Reviewer: Anna B Owczarczyk, MD, PHD (University of Michigan Medical School)
Description: This book provides a practical, efficient, pattern-based approach to lymph node evaluation.
Purpose: The book's purpose is to help trainees approach both normal and abnormal findings in a lymph node based on the affected functional compartment. The authors have reached their stated goals.
Audience: This book is thoughtfully designed specifically for pathology trainees.

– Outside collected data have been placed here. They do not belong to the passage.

use std::path::Path;

use serde::{Deserialize, Serialize};

use crate::error::GuruError;

/// Top-level configuration loaded from `.guru.toml`.
///
/// Supports layered resolution: CLI flags > env vars > local config > defaults.
///
/// # Examples
///
/// ```
/// use guru_core::GuruConfig;
///
/// let config = GuruConfig::default();
/// assert_eq!(config.rank.retrieval_limit, 50);
/// assert_eq!(config.github.max_prs_per_repo, 100);
/// ```
#[derive(Debug, Clone, Default, Serialize, Deserialize)]
pub struct GuruConfig {
    /// GitHub PR source settings.
    #[serde(default)]
    pub github: GithubConfig,
    /// Scrape-cache settings.
    #[serde(default)]
    pub cache: CacheConfig,
    /// Embedding provider settings.
    #[serde(default)]
    pub embedding: EmbeddingConfig,
    /// Vector index settings.
    #[serde(default)]
    pub index: IndexConfig,
    /// Expert ranking weights and limits.
    #[serde(default)]
    pub rank: RankConfig,
}

impl GuruConfig {
    /// Load configuration from a TOML file at `path`.
    ///
    /// # Errors
    ///
    /// Returns [`GuruError::Io`] if the file cannot be read, or
    /// [`GuruError::Toml`] if the content is not valid TOML.
    ///
    /// # Examples
    ///
    /// ```no_run
    /// use guru_core::GuruConfig;
    /// use std::path::Path;
    ///
    /// let config = GuruConfig::from_file(Path::new(".guru.toml")).unwrap();
    /// ```
    pub fn from_file(path: &Path) -> Result<Self, GuruError> {
        let content = std::fs::read_to_string(path)?;
        Self::from_toml(&content)
    }

    /// Parse configuration from a TOML string.
    ///
    /// # Errors
    ///
    /// Returns [`GuruError::Toml`] if parsing fails.
    ///
    /// # Examples
    ///
    /// ```
    /// use guru_core::GuruConfig;
    ///
    /// let toml = r#"
    /// [rank]
    /// top_n = 5
    /// "#;
    /// let config = GuruConfig::from_toml(toml).unwrap();
    /// assert_eq!(config.rank.top_n, 5);
    /// ```
    pub fn from_toml(content: &str) -> Result<Self, GuruError> {
        let config: Self = toml::from_str(content)?;
        Ok(config)
    }
}

/// GitHub PR source configuration.
///
/// # Examples
///
/// ```
/// use guru_core::GithubConfig;
///
/// let config = GithubConfig::default();
/// assert_eq!(config.min_lines_changed, 50);
/// assert!(config.bot_authors.iter().any(|b| b == "dependabot"));
/// ```
#[derive(Debug, Clone, Serialize, Deserialize)]
pub struct GithubConfig {
    /// Personal access token. Falls back to `GITHUB_TOKEN` env var.
    pub token: Option<String>,
    /// API base URL (default: `https://api.github.com`).
    #[serde(default = "default_api_url")]
    pub api_url: String,
    /// Repositories to mine (`owner/repo`).
    #[serde(default)]
    pub target_repos: Vec<String>,
    /// Merged PRs to collect per repository (default: 100).
    #[serde(default = "default_max_prs_per_repo")]
    pub max_prs_per_repo: usize,
    /// Minimum lines changed for a PR to be collected (default: 50).
    #[serde(default = "default_min_lines_changed")]
    pub min_lines_changed: u64,
    /// Ignore PRs older than this many days (default: 730).
    #[serde(default = "default_max_pr_age_days")]
    pub max_pr_age_days: u64,
    /// Author handles treated as bots and skipped.
    #[serde(default = "default_bot_authors")]
    pub bot_authors: Vec<String>,
}

fn default_api_url() -> String {
    "https://api.github.com".into()
}

fn default_max_prs_per_repo() -> usize {
    100
}

fn default_min_lines_changed() -> u64 {
    50
}

fn default_max_pr_age_days() -> u64 {
    730
}

fn default_bot_authors() -> Vec<String> {
    vec![
        "dependabot".into(),
        "dependabot-preview".into(),
        "renovate".into(),
        "renovate-bot".into(),
    ]
}

impl Default for GithubConfig {
    fn default() -> Self {
        Self {
            token: None,
            api_url: default_api_url(),
            target_repos: Vec::new(),
            max_prs_per_repo: default_max_prs_per_repo(),
            min_lines_changed: default_min_lines_changed(),
            max_pr_age_days: default_max_pr_age_days(),
            bot_authors: default_bot_authors(),
        }
    }
}

/// Scrape-cache configuration.
#[derive(Debug, Clone, Serialize, Deserialize)]
pub struct CacheConfig {
    /// Enable the per-repo disk cache (default: true).
    #[serde(default = "default_cache_enabled")]
    pub enabled: bool,
    /// Cache directory (default: `data/cache`).
    #[serde(default = "default_cache_dir")]
    pub dir: String,
    /// Re-scrape entries older than this many days (default: 7).
    #[serde(default = "default_cache_max_age_days")]
    pub max_age_days: u64,
}

fn default_cache_enabled() -> bool {
    true
}

fn default_cache_dir() -> String {
    "data/cache".into()
}

fn default_cache_max_age_days() -> u64 {
    7
}

impl Default for CacheConfig {
    fn default() -> Self {
        Self {
            enabled: default_cache_enabled(),
            dir: default_cache_dir(),
            max_age_days: default_cache_max_age_days(),
        }
    }
}

/// Configuration for the embedding provider.
///
/// The provider is any OpenAI-compatible `/embeddings` endpoint; local
/// servers work by pointing `base_url` at them and matching `dimensions`
/// to the model (384/768/1536 are the common sizes).
///
/// # Examples
///
/// ```
/// use guru_core::EmbeddingConfig;
///
/// let config = EmbeddingConfig::default();
/// assert_eq!(config.model, "text-embedding-3-small");
/// assert_eq!(config.dimensions, 1536);
/// ```
#[derive(Debug, Clone, Serialize, Deserialize)]
pub struct EmbeddingConfig {
    /// Provider name (default: `"openai"`).
    #[serde(default = "default_embedding_provider")]
    pub provider: String,
    /// API key. Falls back to `OPENAI_API_KEY` env var.
    pub api_key: Option<String>,
    /// Model name (default: `"text-embedding-3-small"`).
    #[serde(default = "default_embedding_model")]
    pub model: String,
    /// Embedding dimensions (default: 1536).
    #[serde(default = "default_embedding_dimensions")]
    pub dimensions: usize,
    /// Custom base URL for API requests.
    pub base_url: Option<String>,
}

fn default_embedding_provider() -> String {
    "openai".into()
}

fn default_embedding_model() -> String {
    "text-embedding-3-small".into()
}

fn default_embedding_dimensions() -> usize {
    1536
}

impl Default for EmbeddingConfig {
    fn default() -> Self {
        Self {
            provider: default_embedding_provider(),
            api_key: None,
            model: default_embedding_model(),
            dimensions: default_embedding_dimensions(),
            base_url: None,
        }
    }
}

/// Vector index configuration.
#[derive(Debug, Clone, Serialize, Deserialize)]
pub struct IndexConfig {
    /// Index database path (default: `.guru/index.db`).
    #[serde(default = "default_index_path")]
    pub path: String,
}

fn default_index_path() -> String {
    ".guru/index.db".into()
}

impl Default for IndexConfig {
    fn default() -> Self {
        Self {
            path: default_index_path(),
        }
    }
}

/// Ranking weights and limits for the expert aggregator.
///
/// Passed into the aggregator explicitly so scoring is reproducible and
/// testable without environment setup. All constants are documented here
/// and stable run-to-run.
///
/// # Examples
///
/// ```
/// use guru_core::RankConfig;
///
/// let config = RankConfig::default();
/// assert_eq!(config.recency_weight, 0.1);
/// assert_eq!(config.volume_weight, 0.15);
/// ```
#[derive(Debug, Clone, Serialize, Deserialize)]
pub struct RankConfig {
    /// Candidates fetched from the similarity search before aggregation
    /// (default: 50). Independent of `top_n`.
    #[serde(default = "default_retrieval_limit")]
    pub retrieval_limit: usize,
    /// Experts returned to the caller (default: 10).
    #[serde(default = "default_top_n")]
    pub top_n: usize,
    /// Blend factor between best similarity and recency, in `[0, 1]`
    /// (default: 0.1).
    #[serde(default = "default_recency_weight")]
    pub recency_weight: f64,
    /// Fixed weight applied to the volume component (default: 0.15).
    #[serde(default = "default_volume_weight")]
    pub volume_weight: f64,
    /// Exponential recency decay rate per day of PR age (default: 0.001).
    #[serde(default = "default_recency_decay_per_day")]
    pub recency_decay_per_day: f64,
    /// PRs older than this many days score zero recency (default: 730).
    #[serde(default = "default_max_pr_age_days")]
    pub max_pr_age_days: u64,
    /// PR count at which the volume term saturates (default: 10).
    #[serde(default = "default_volume_pr_saturation")]
    pub volume_pr_saturation: usize,
    /// Lines-changed midpoint of the saturating volume curve (default: 2000).
    #[serde(default = "default_volume_lines_midpoint")]
    pub volume_lines_midpoint: u64,
    /// Experts need at least this many relevant PRs... (default: 2)
    #[serde(default = "default_min_expert_prs")]
    pub min_expert_prs: usize,
    /// ...or at least this many total lines changed (default: 500).
    #[serde(default = "default_min_expert_total_lines")]
    pub min_expert_total_lines: u64,
}

fn default_retrieval_limit() -> usize {
    50
}

fn default_top_n() -> usize {
    10
}

fn default_recency_weight() -> f64 {
    0.1
}

fn default_volume_weight() -> f64 {
    0.15
}

fn default_recency_decay_per_day() -> f64 {
    0.001
}

fn default_volume_pr_saturation() -> usize {
    10
}

fn default_volume_lines_midpoint() -> u64 {
    2000
}

fn default_min_expert_prs() -> usize {
    2
}

fn default_min_expert_total_lines() -> u64 {
    500
}

impl Default for RankConfig {
    fn default() -> Self {
        Self {
            retrieval_limit: default_retrieval_limit(),
            top_n: default_top_n(),
            recency_weight: default_recency_weight(),
            volume_weight: default_volume_weight(),
            recency_decay_per_day: default_recency_decay_per_day(),
            max_pr_age_days: default_max_pr_age_days(),
            volume_pr_saturation: default_volume_pr_saturation(),
            volume_lines_midpoint: default_volume_lines_midpoint(),
            min_expert_prs: default_min_expert_prs(),
            min_expert_total_lines: default_min_expert_total_lines(),
        }
    }
}

#[cfg(test)]
mod tests {
    use super::*;

    #[test]
    fn default_config_has_expected_values() {
        let config = GuruConfig::default();
        assert_eq!(config.github.max_prs_per_repo, 100);
        assert_eq!(config.github.min_lines_changed, 50);
        assert_eq!(config.github.max_pr_age_days, 730);
        assert!(config.github.target_repos.is_empty());
        assert!(config.cache.enabled);
        assert_eq!(config.cache.max_age_days, 7);
        assert_eq!(config.embedding.provider, "openai");
        assert_eq!(config.embedding.dimensions, 1536);
        assert_eq!(config.index.path, ".guru/index.db");
        assert_eq!(config.rank.retrieval_limit, 50);
        assert_eq!(config.rank.top_n, 10);
        assert_eq!(config.rank.recency_weight, 0.1);
        assert_eq!(config.rank.min_expert_prs, 2);
        assert_eq!(config.rank.min_expert_total_lines, 500);
    }

    #[test]
    fn parse_minimal_toml() {
        let toml = r#"
[rank]
top_n = 3
recency_weight = 0.5
"#;
        let config = GuruConfig::from_toml(toml).unwrap();
        assert_eq!(config.rank.top_n, 3);
        assert_eq!(config.rank.recency_weight, 0.5);
        // Untouched sections keep defaults.
        assert_eq!(config.rank.retrieval_limit, 50);
        assert_eq!(config.embedding.model, "text-embedding-3-small");
    }

    #[test]
    fn parse_full_toml() {
        let toml = r#"
[github]
target_repos = ["facebook/react", "vercel/next.js"]
max_prs_per_repo = 50
min_lines_changed = 100

[embedding]
provider = "local"
model = "all-MiniLM-L6-v2"
dimensions = 384
base_url = "http://localhost:8080/v1"

[index]
path = "/tmp/experts.db"

[rank]
volume_weight = 0.2
"#;
        let config = GuruConfig::from_toml(toml).unwrap();
        assert_eq!(config.github.target_repos.len(), 2);
        assert_eq!(config.github.max_prs_per_repo, 50);
        assert_eq!(config.embedding.dimensions, 384);
        assert_eq!(
            config.embedding.base_url.as_deref(),
            Some("http://localhost:8080/v1")
        );
        assert_eq!(config.index.path, "/tmp/experts.db");
        assert_eq!(config.rank.volume_weight, 0.2);
    }

    #[test]
    fn empty_toml_gives_defaults() {
        let config = GuruConfig::from_toml("").unwrap();
        assert_eq!(config.rank.top_n, 10);
        assert_eq!(config.embedding.provider, "openai");
    }

    #[test]
    fn invalid_toml_returns_error() {
        let result = GuruConfig::from_toml("{{invalid}}");
        assert!(result.is_err());
    }

    #[test]
    fn bot_authors_default_covers_dependency_bots() {
        let config = GithubConfig::default();
        assert!(config.bot_authors.iter().any(|b| b == "renovate"));
        assert!(config.bot_authors.iter().any(|b| b == "dependabot"));
    }
}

Features: Chapter 1 includes a comprehensive introduction to the normal lymph node structure, with sub-sections describing how specimen preparation (i.e., fixation time) and clinical context (i.e., anatomic site) can influence the morphology. The first chapter also briefly touches on how ancillary studies may be helpful to support or confirm histological impressions. The remaining chapters address key nodal compartments (capsule, sinuses, cortex, paracortex) or patterns of effacement (i.e., obliterated nodular patterns, obliterated nodal architecture, and necrosis) in the context of benign and pathological processes. Additionally, the book includes a chapter addressing the essential "pro tips" of immunohistochemical interpretation and case write-up. Finally, before the comprehensive index, there is a self-assessment section (with answers) comprised of approximately five questions per chapter. Each chapter includes features that help trainees systematically evaluate a lymph node, including checklists, tables, "pearls and pitfalls" (to provide practical sign-out lessons that emphasis crucial diagnostic clues, mimics, or hazards), "FAQ" (asked by both trainees and non-hematopathologists), "key features" (summarizing crucial diagnostic elements), "sample notes" for rare or complex diagnoses, and "near misses" (to alert the readers to close calls and provide advice for avoiding them). Finally, references for further reading are included at the end of each chapter. More than 1,500 professional-grade photomicrographs grace the pages, depicting a wide breadth of reactive and neoplastic lymph node processes, including "bread and butter" and rarer conditions alike.
Assessment: This book is exceptionally well organized, visually appealing, and very easy to read. It would make an excellent sign-out resource or boards study tool for pathology trainees at all levels. While other hematopathology textbooks are organized by diagnostic entity, this book is uniquely organized by lymph node compartment. In just under 300 pages, the authors have made the evaluation and sign-out of lymph node cases less daunting and quite enjoyable!